**TRY IT**. Write out again only the lines that run from the start of the entries to the line containing "#[tokio::main]", both included.

**STUDY MATERIAL**.
====
use std::time::Duration;

use apibase_http::{
    ApiClient, BackoffStrategy, ClientConfig, DebugLevel, OnRetry, RequestConfig, RetryOverride,
    RetryPolicy,
};
use serde_json::{json, Value as JsonValue};
use tracing_subscriber::EnvFilter;

#[tokio::main]
async fn main() -> anyhow::Result<()> {
    tracing_subscriber::fmt()
        .with_env_filter(EnvFilter::try_from_default_env().unwrap_or_else(|_| "info".into()))
        .init();

    // APIBASE_BASE_URL, APIBASE_TOKEN, APIBASE_MAX_RETRIES, ...
    let config = match ClientConfig::from_env("APIBASE") {
        Ok(config) => config,
        Err(_) => ClientConfig::new("https://httpbin.org").with_name("httpbin"),
    };
    let api = ApiClient::new(
        config
            .with_debug(DebugLevel::Normal)
            .with_retry_policy(
                RetryPolicy::default()
                    .with_max_retries(2)
                    .with_backoff(BackoffStrategy::Exponential, Duration::from_millis(250))
                    .with_on_retry(OnRetry::new(|attempt, error| {
                        eprintln!("retry #{attempt} after: {error}");
                    })),
            ),
    )?;

    let echoed = api
        .post::<_, JsonValue>("/anything", &json!({"hello": "world"}), RequestConfig::new())
        .await?;
    println!("{} {}", echoed.status(), echoed.data);

    let missing = api
        .get::<JsonValue>(
            "/status/404",
            RequestConfig::new().retry(RetryOverride::default().max_retries(0)),
        )
        .await;
    if let Err(err) = missing {
        println!("status={:?} message={err}", err.status());
    }

    Ok(())
}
====
**RESPONSE TO THIS EXERCISE**.
use std::time::Duration;

use apibase_http::{
    ApiClient, BackoffStrategy, ClientConfig, DebugLevel, OnRetry, RequestConfig, RetryOverride,
    RetryPolicy,
};
use serde_json::{json, Value as JsonValue};
use tracing_subscriber::EnvFilter;

#[tokio::main]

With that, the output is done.